En esta novela se cuentan las aventuras sucedidas a los amigos, criados y parientes de Alonso Quijano. Por ejemplo, la visita de Sancho y el bachiller Sansón Carrasco a Madrid, donde esperaban encontrar a Cervantes para agradecerle cuanto había hecho este por el desdichado caballero de la triste figura. Se dirigieron a la casa del escritor en la calle del León, pero llegaron cuando ya había muerto. Su viuda encaminó sus pasos al librero Robles (su editor, y también al lado) y a la imprenta de Cuesta, que imprimía a la sazón el Persiles . El librero les dejó leer las cuartillas que Cervantes había puesto a ese libro como prólogo días antes de su muerte, las más hermosas y conmovedoras que se hayan escrito en castellano y aun en ninguna otra lengua humana, y se las regaló a Sansón Carrasco. Eran de puño y letra del escritor, y se han perdido.

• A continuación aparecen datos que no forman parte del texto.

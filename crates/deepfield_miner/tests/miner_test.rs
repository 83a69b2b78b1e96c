//! End-to-end runs of the threaded miner against real lanes.
//!
//! Run with: cargo test --package deepfield_miner --test miner_test

use std::sync::Arc;
use std::time::Duration;

use deepfield_cache::SpatialChunkCache;
use deepfield_miner::{
    EventReceiver, Miner, MinerConfig, MinerError, MinerEvent, MinerStatus, MiningPattern,
    SharedCache, SpiralPattern,
};
use deepfield_oracle::Oracle;
use deepfield_shared::{
    Chunk, ChunkGeometry, Coordinate, Footprint, HashMode, PlanetRarity, WorldConfig,
};
use parking_lot::Mutex;

const WAIT: Duration = Duration::from_secs(20);

fn world(hash_mode: HashMode, world_radius: u64) -> WorldConfig {
    WorldConfig {
        rarity: PlanetRarity::new(16).unwrap(),
        hash_mode,
        geometry: ChunkGeometry::new(16, 1024),
        world_radius,
        ..WorldConfig::default()
    }
}

fn cache(world: &WorldConfig) -> SharedCache {
    Arc::new(Mutex::new(SpatialChunkCache::new(world.geometry)))
}

fn spiral() -> SpiralPattern {
    SpiralPattern::new(Coordinate::new(0, 0), 16)
}

fn walk(pattern: &dyn MiningPattern, steps: usize) -> Vec<Footprint> {
    let mut out = Vec::with_capacity(steps);
    let mut current = pattern.start();
    for _ in 0..steps {
        out.push(current);
        current = pattern.next(&current);
    }
    out
}

fn next_chunk(events: &EventReceiver) -> Chunk {
    loop {
        match events.recv_timeout(WAIT) {
            Some(MinerEvent::ChunkDiscovered { chunk, .. }) => return chunk,
            Some(_) => {}
            None => panic!("no chunk within {WAIT:?}"),
        }
    }
}

fn wait_for(events: &EventReceiver, wanted: &MinerEvent) -> Vec<MinerEvent> {
    let mut seen = Vec::new();
    loop {
        let event = events.recv_timeout(WAIT).expect("event expected");
        let done = event == *wanted;
        seen.push(event);
        if done {
            return seen;
        }
    }
}

#[test]
fn test_fake_mode_mines_spiral_in_order() {
    let world = world(HashMode::Fake, 8192);
    let cache = cache(&world);
    let settings = MinerConfig {
        lanes: Some(4),
        ..MinerConfig::default()
    };
    let mut miner = Miner::spawn(&world, &settings, Arc::clone(&cache), Box::new(spiral())).unwrap();
    let events = miner.events();
    miner.start_exploring().unwrap();
    assert!(miner.is_exploring());

    let oracle = Oracle::new(&world);
    for expected in walk(&spiral(), 12) {
        let chunk = next_chunk(&events);
        assert_eq!(chunk.footprint, expected);
        assert_eq!(chunk.locations, oracle.mine_footprint(&expected));
        assert!(cache.lock().has_mined(&expected));
    }

    miner.stop_exploring().unwrap();
    assert!(!miner.is_exploring());
    miner.shutdown();
    let stats = miner.stats();
    assert!(stats.chunks_completed >= 12);
    assert_eq!(stats.status, MinerStatus::Idle);
    assert!(stats.hashes >= 12 * 256);
}

#[test]
fn test_lanes_agree_with_single_thread() {
    let world = world(HashMode::Keccak, 8192);
    let settings = MinerConfig {
        lanes: Some(3),
        ..MinerConfig::default()
    };
    let mut miner = Miner::spawn(&world, &settings, cache(&world), Box::new(spiral())).unwrap();
    let events = miner.events();
    miner.start_exploring().unwrap();

    let oracle = Oracle::new(&world);
    for expected in walk(&spiral(), 4) {
        let chunk = next_chunk(&events);
        assert_eq!(chunk.footprint, expected);
        assert_eq!(chunk.locations, oracle.mine_footprint(&expected));
    }
    miner.shutdown();
}

#[test]
fn test_nothing_discovered_after_stop() {
    let world = world(HashMode::Fake, 8192);
    let mut miner = Miner::spawn(
        &world,
        &MinerConfig::default(),
        cache(&world),
        Box::new(spiral()),
    )
    .unwrap();
    let events = miner.events();
    miner.start_exploring().unwrap();
    next_chunk(&events);

    miner.stop_exploring().unwrap();
    wait_for(&events, &MinerEvent::StateChanged(MinerStatus::Idle));
    std::thread::sleep(Duration::from_millis(200));
    assert!(events
        .drain()
        .iter()
        .all(|e| !matches!(e, MinerEvent::ChunkDiscovered { .. })));
    miner.shutdown();
}

#[test]
fn test_small_world_exhausts() {
    let world = world(HashMode::Fake, 40);
    let settings = MinerConfig {
        max_seek_candidates: 2000,
        ..MinerConfig::default()
    };
    let cache = cache(&world);
    let mut miner = Miner::spawn(&world, &settings, Arc::clone(&cache), Box::new(spiral())).unwrap();
    let events = miner.events();
    miner.start_exploring().unwrap();

    let seen = wait_for(&events, &MinerEvent::StateChanged(MinerStatus::Idle));
    assert!(seen.iter().any(|e| matches!(e, MinerEvent::Exhausted { .. })));
    assert!(!miner.is_exploring());

    // Every chunk touching the disk was mined.
    let cache = cache.lock();
    for footprint in walk(&spiral(), 100) {
        let (cx, cy) = footprint.center();
        if cx.hypot(cy) - footprint.half_diagonal() < 40.0 {
            assert!(cache.has_mined(&footprint), "{footprint:?} missed");
        }
    }
    drop(cache);
    miner.shutdown();
}

#[test]
fn test_pattern_change_while_running() {
    let world = world(HashMode::Fake, 8192);
    let mut miner = Miner::spawn(
        &world,
        &MinerConfig::default(),
        cache(&world),
        Box::new(spiral()),
    )
    .unwrap();
    let events = miner.events();
    miner.start_exploring().unwrap();
    next_chunk(&events);

    let elsewhere = SpiralPattern::new(Coordinate::new(-3000, 2000), 16);
    miner.set_pattern(Box::new(elsewhere)).unwrap();
    let home = elsewhere.home();
    loop {
        if next_chunk(&events).footprint == home {
            break;
        }
    }
    assert!(miner.is_exploring());
    miner.shutdown();
}

#[test]
fn test_handle_rejects_bad_requests() {
    let world = world(HashMode::Fake, 8192);
    let mut miner = Miner::spawn(
        &world,
        &MinerConfig::default(),
        cache(&world),
        Box::new(spiral()),
    )
    .unwrap();

    let odd = SpiralPattern::new(Coordinate::new(0, 0), 48);
    assert!(matches!(
        miner.set_pattern(Box::new(odd)),
        Err(MinerError::InvalidPattern(_))
    ));
    assert!(matches!(miner.set_lanes(0), Err(MinerError::Config(_))));
    miner.set_world_radius(100).unwrap();
    miner.set_lanes(2).unwrap();

    miner.shutdown();
    miner.shutdown();
    assert_eq!(miner.start_exploring(), Err(MinerError::ShutDown));
    assert!(!miner.is_exploring());
}

#[test]
fn test_spawn_rejects_bad_settings() {
    let world = world(HashMode::Fake, 8192);
    let settings = MinerConfig {
        seek_batch: 0,
        ..MinerConfig::default()
    };
    assert!(matches!(
        Miner::spawn(&world, &settings, cache(&world), Box::new(spiral())),
        Err(MinerError::Config(_))
    ));
}
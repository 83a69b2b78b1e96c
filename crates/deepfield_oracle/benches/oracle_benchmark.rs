//! Benchmark for oracle throughput.
//!
//! TARGET: one 16x16 keccak chunk per millisecond per lane
//!
//! Run with: cargo bench --package deepfield_oracle --bench oracle_benchmark

use criterion::{black_box, criterion_group, criterion_main, Criterion, Throughput};
use deepfield_oracle::Oracle;
use deepfield_shared::{Coordinate, Footprint, HashMode, WorldConfig};

fn benchmark_single_hash(c: &mut Criterion) {
    let oracle = Oracle::new(&WorldConfig::default());

    c.bench_function("single_keccak_hash", |b| {
        let mut x = 0i32;
        b.iter(|| {
            x = x.wrapping_add(1);
            black_box(oracle.hash(black_box(Coordinate::new(x, -x))))
        });
    });
}

fn benchmark_chunk(c: &mut Criterion) {
    let mut group = c.benchmark_group("mine_chunk_16");
    group.throughput(Throughput::Elements(256));

    for mode in [HashMode::Keccak, HashMode::Fake] {
        let oracle = Oracle::new(&WorldConfig {
            hash_mode: mode,
            ..WorldConfig::default()
        });
        let footprint = Footprint::new(Coordinate::new(0, 0), 16);
        group.bench_function(format!("{mode:?}"), |b| {
            b.iter(|| black_box(oracle.mine_footprint(black_box(&footprint))));
        });
    }

    group.finish();
}

fn benchmark_sharded_chunk(c: &mut Criterion) {
    let oracle = Oracle::new(&WorldConfig::default());
    let footprint = Footprint::new(Coordinate::new(-256, 256), 64);

    let mut group = c.benchmark_group("mine_chunk_64_sharded");
    group.throughput(Throughput::Elements(footprint.area()));
    group.sample_size(20);

    for lanes in [1usize, 4] {
        group.bench_function(format!("{lanes}_lanes_serial"), |b| {
            b.iter(|| {
                for lane in 0..lanes {
                    black_box(oracle.mine_shard(&footprint, lane, lanes));
                }
            });
        });
    }

    group.finish();
}

fn benchmark_noise(c: &mut Criterion) {
    let oracle = Oracle::new(&WorldConfig::default());

    c.bench_function("perlin_value", |b| {
        let mut x = 0i32;
        b.iter(|| {
            x = x.wrapping_add(7);
            black_box(oracle.noise(black_box(Coordinate::new(x, x / 3))))
        });
    });
}

criterion_group!(
    benches,
    benchmark_single_hash,
    benchmark_chunk,
    benchmark_sharded_chunk,
    benchmark_noise,
);
criterion_main!(benches);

Bien porque ya se habían compuesto a lo largo de la historia otras variaciones y secuelas del Quijote , bien por lo quijotesco de la empresa, se miró Al morir don Quijote con una benevolencia que no tuvo en principio la traducción del Quijote al castellano actual. Durante los meses en que anduvo uno promocionando Al morir don Quijote , se me acercaban gentes que me confesaban con enorme pesar la frustración que era para ellas no haber conseguido leer la novela de Cervantes, a veces después de varios asaltos. En todos los casos las razones eran las mismas: no la entendían y la lectura de miles de notas no hacían sino desanimarles a proseguirla.

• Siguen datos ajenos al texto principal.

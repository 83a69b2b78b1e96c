//! # Miner
//!
//! The owned, threaded face of the scheduler. [`Miner::spawn`] starts one
//! coordinator thread and a lane pool; every method on the handle is a
//! non-blocking message to that thread, except [`Miner::shutdown`] which
//! joins it.
//!
//! ## Loop
//!
//! While a seek is in progress the coordinator thread alternates between
//! draining its inboxes and running one seek batch. Otherwise it blocks on
//! both inboxes at once.

use std::sync::atomic::{AtomicBool, Ordering};
use std::sync::Arc;
use std::thread::{self, JoinHandle};

use crossbeam_channel::{select, unbounded, Receiver, Sender, TryRecvError};
use deepfield_oracle::Oracle;
use deepfield_shared::{ChunkGeometry, ConfigError, WorldConfig};
use parking_lot::Mutex;
use tracing::{debug, info, warn};

use crate::bounds::DiskBounds;
use crate::config::MinerConfig;
use crate::coordinator::{Coordinator, SharedCache};
use crate::error::{MinerError, MinerResult};
use crate::events::{event_channel, EventReceiver};
use crate::lane::{Dispatch, LanePool, LaneReport};
use crate::pattern::MiningPattern;
use crate::stats::{MinerStats, StatsRecorder};

enum Command {
    Start,
    Stop,
    SetPattern(Box<dyn MiningPattern>),
    SetWorldRadius(u64),
    SetLanes(usize),
    Shutdown,
}

/// Handle to a running scheduler.
pub struct Miner {
    commands: Sender<Command>,
    events: EventReceiver,
    exploring: Arc<AtomicBool>,
    stats: Arc<Mutex<StatsRecorder>>,
    geometry: ChunkGeometry,
    handle: Option<JoinHandle<()>>,
}

impl Miner {
    /// Starts the coordinator and lanes. The miner begins idle.
    ///
    /// # Errors
    ///
    /// Returns [`MinerError::Config`] for invalid settings,
    /// [`MinerError::InvalidPattern`] if the pattern does not fit the cache,
    /// and [`MinerError::Spawn`] if a thread cannot be started.
    pub fn spawn(
        world: &WorldConfig,
        settings: &MinerConfig,
        cache: SharedCache,
        pattern: Box<dyn MiningPattern>,
    ) -> MinerResult<Self> {
        world.validate()?;
        settings.validate()?;

        let oracle = Arc::new(Oracle::new(world));
        let (report_tx, reports) = unbounded();
        let pool = LanePool::spawn(oracle, settings.lanes, report_tx)?;
        let lanes = pool.lane_count();

        let geometry = cache.lock().geometry();
        let (event_tx, events) = event_channel();
        let coordinator = Coordinator::new(
            pool,
            cache,
            pattern,
            DiskBounds::new(world.world_radius),
            settings,
            event_tx,
        )?;
        let exploring = coordinator.exploring_flag();
        let stats = coordinator.stats_handle();

        let (commands, inbox) = unbounded();
        let handle = thread::Builder::new()
            .name("deepfield-coordinator".to_string())
            .spawn(move || run(coordinator, &inbox, &reports))
            .map_err(|e| MinerError::Spawn {
                what: "coordinator",
                reason: e.to_string(),
            })?;

        info!(lanes, radius = world.world_radius, "miner started");
        Ok(Self {
            commands,
            events,
            exploring,
            stats,
            geometry,
            handle: Some(handle),
        })
    }

    /// A receiver for [`crate::MinerEvent`]s. Clones share one queue.
    #[must_use]
    pub fn events(&self) -> EventReceiver {
        self.events.clone()
    }

    /// Starts exploring. No-op if already exploring.
    ///
    /// # Errors
    ///
    /// Returns [`MinerError::ShutDown`] after shutdown.
    pub fn start_exploring(&self) -> MinerResult<()> {
        if self.handle.is_none() {
            return Err(MinerError::ShutDown);
        }
        self.exploring.store(true, Ordering::SeqCst);
        self.send(Command::Start)
    }

    /// Stops exploring. The current seek ends within one batch; reports
    /// still in flight are discarded.
    ///
    /// # Errors
    ///
    /// Returns [`MinerError::ShutDown`] after shutdown.
    pub fn stop_exploring(&self) -> MinerResult<()> {
        self.exploring.store(false, Ordering::SeqCst);
        self.send(Command::Stop)
    }

    /// Switches pattern, restarting if exploring.
    ///
    /// # Errors
    ///
    /// Returns [`MinerError::InvalidPattern`] if the pattern's footprints do
    /// not fit the cache, or [`MinerError::ShutDown`].
    pub fn set_pattern(&self, pattern: Box<dyn MiningPattern>) -> MinerResult<()> {
        self.geometry.validate(&pattern.start())?;
        self.send(Command::SetPattern(pattern))
    }

    /// Moves the world boundary without interrupting the job.
    ///
    /// # Errors
    ///
    /// Returns [`MinerError::ShutDown`] after shutdown.
    pub fn set_world_radius(&self, radius: u64) -> MinerResult<()> {
        self.send(Command::SetWorldRadius(radius))
    }

    /// Resizes the lane pool, restarting if exploring.
    ///
    /// # Errors
    ///
    /// Returns [`MinerError::Config`] for zero lanes, or
    /// [`MinerError::ShutDown`].
    pub fn set_lanes(&self, lanes: usize) -> MinerResult<()> {
        if lanes == 0 {
            return Err(ConfigError::InvalidSetting {
                name: "miner.lanes",
                reason: "must be at least 1".to_string(),
            }
            .into());
        }
        self.send(Command::SetLanes(lanes))
    }

    /// `true` between a start and the next stop, exhaustion or failure.
    #[must_use]
    pub fn is_exploring(&self) -> bool {
        self.exploring.load(Ordering::SeqCst)
    }

    /// Snapshot of the counters.
    #[must_use]
    pub fn stats(&self) -> MinerStats {
        self.stats.lock().snapshot()
    }

    /// Stops exploring, joins the coordinator and lanes. Idempotent.
    pub fn shutdown(&mut self) {
        let Some(handle) = self.handle.take() else {
            return;
        };
        self.exploring.store(false, Ordering::SeqCst);
        if self.commands.send(Command::Shutdown).is_err() {
            debug!("coordinator already gone");
        }
        if handle.join().is_err() {
            warn!("coordinator thread panicked");
        }
        info!("miner shut down");
    }

    fn send(&self, command: Command) -> MinerResult<()> {
        if self.handle.is_none() {
            return Err(MinerError::ShutDown);
        }
        self.commands.send(command).map_err(|_| MinerError::ShutDown)
    }
}

impl Drop for Miner {
    fn drop(&mut self) {
        self.shutdown();
    }
}

fn run<D: Dispatch>(
    mut coordinator: Coordinator<D>,
    commands: &Receiver<Command>,
    reports: &Receiver<LaneReport>,
) {
    loop {
        if coordinator.is_seeking() {
            loop {
                match commands.try_recv() {
                    Ok(command) => {
                        if !apply(&mut coordinator, command) {
                            return;
                        }
                    }
                    Err(TryRecvError::Empty) => break,
                    Err(TryRecvError::Disconnected) => {
                        coordinator.stop();
                        return;
                    }
                }
            }
            for report in reports.try_iter() {
                coordinator.on_report(report);
            }
            coordinator.pump();
        } else {
            select! {
                recv(commands) -> command => match command {
                    Ok(command) => {
                        if !apply(&mut coordinator, command) {
                            return;
                        }
                    }
                    Err(_) => {
                        coordinator.stop();
                        return;
                    }
                },
                recv(reports) -> report => {
                    if let Ok(report) = report {
                        coordinator.on_report(report);
                    }
                }
            }
        }
    }
}

/// Applies one command. Returns `false` on shutdown.
fn apply<D: Dispatch>(coordinator: &mut Coordinator<D>, command: Command) -> bool {
    match command {
        Command::Start => coordinator.start(),
        Command::Stop => coordinator.stop(),
        Command::SetPattern(pattern) => {
            if let Err(err) = coordinator.set_pattern(pattern) {
                warn!(%err, "pattern rejected");
            }
        }
        Command::SetWorldRadius(radius) => coordinator.set_world_radius(radius),
        Command::SetLanes(lanes) => {
            if let Err(err) = coordinator.set_lanes(lanes) {
                warn!(%err, "lane resize failed");
            }
        }
        Command::Shutdown => {
            coordinator.stop();
            return false;
        }
    }
    true
}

Yo había traducido ya algunas páginas, incluidas en Al morir don Quijote , sin que nadie lo hubiera advertido, de modo que decidí proseguir el trabajo.

Durante catorce años, las tardes de esos catorce años, y en secreto, fui traduciendo el Quijote . Cuando lo terminé lo llevé al editor. El prólogo de Vargas Llosa fue providencial, una especie de «detente, bala» (como providencial fue su Conversación en la catedral , que me libró de la mili en Valladolid; otra historia). No obstante, hubo media docena de personas que se indignaron mucho cuando se publicó, y a los cinco minutos ya tenían el veredicto. Fue como si se les hubiera tocado el nervio de la muela del juicio, del juicio final, por supuesto. No había nada que pudiera hacerles cambiar de opinión. Yo les decía: el original sigue intacto para quienes quieran leerlo, los extranjeros llevan leyendo y entendiendo el Quijote en traducciones renovadas desde hace cuatrocientos años, mientras a los hispanohablantes se les obliga a leerlo en una lengua que ni es la suya ya ni entienden del todo, fosilizada muchas veces… Si cuando argüían «eso es falso, se entiende bien», yo les recitaba de memoria algún pasaje a modo de ejemplo («Si no os picáredes más de saber más menear las negras que lleváis que la lengua, vos llevárades el primero en licencias, como llevastes cola»), me miraban con estupor, porque no habían comprendido una sola palabra, y también con furia, por parecerles eso una insolencia mía. Ningún trabajo le ha dado a uno tantas satisfacciones. «Al fin he podido leer el Quijote », me confesó un anciano un día en la Feria del Libro del Retiro. Se echó a llorar, lo había intentado muchas veces y temía morir sin haberlo conseguido: era el libro preferido de su padre, asesinado en la guerra. Le parecía que ya podía ir a reencontrarse con él en el más allá, y con el soldado Miguel de Cervantes, que nos dejó dicho aquello de «¡Adiós, gracias; adiós, donaires; adiós, regocijados amigos; que yo me voy muriendo, y deseando veros presto contentos en la otra vida!».

Cuando se cerró aquel ciclo con El final de Sancho y otras suertes , continuación de Al morir don Quijote , el barrio de las Musas formaba ya parte de mi vida, y cada vez que tiene uno que pasar por él, en cualquiera de los trayectos, es para mí como seguir en casa e ir saludando a los amigos de entonces, los del siglo XVII , todos ellos vivos aún.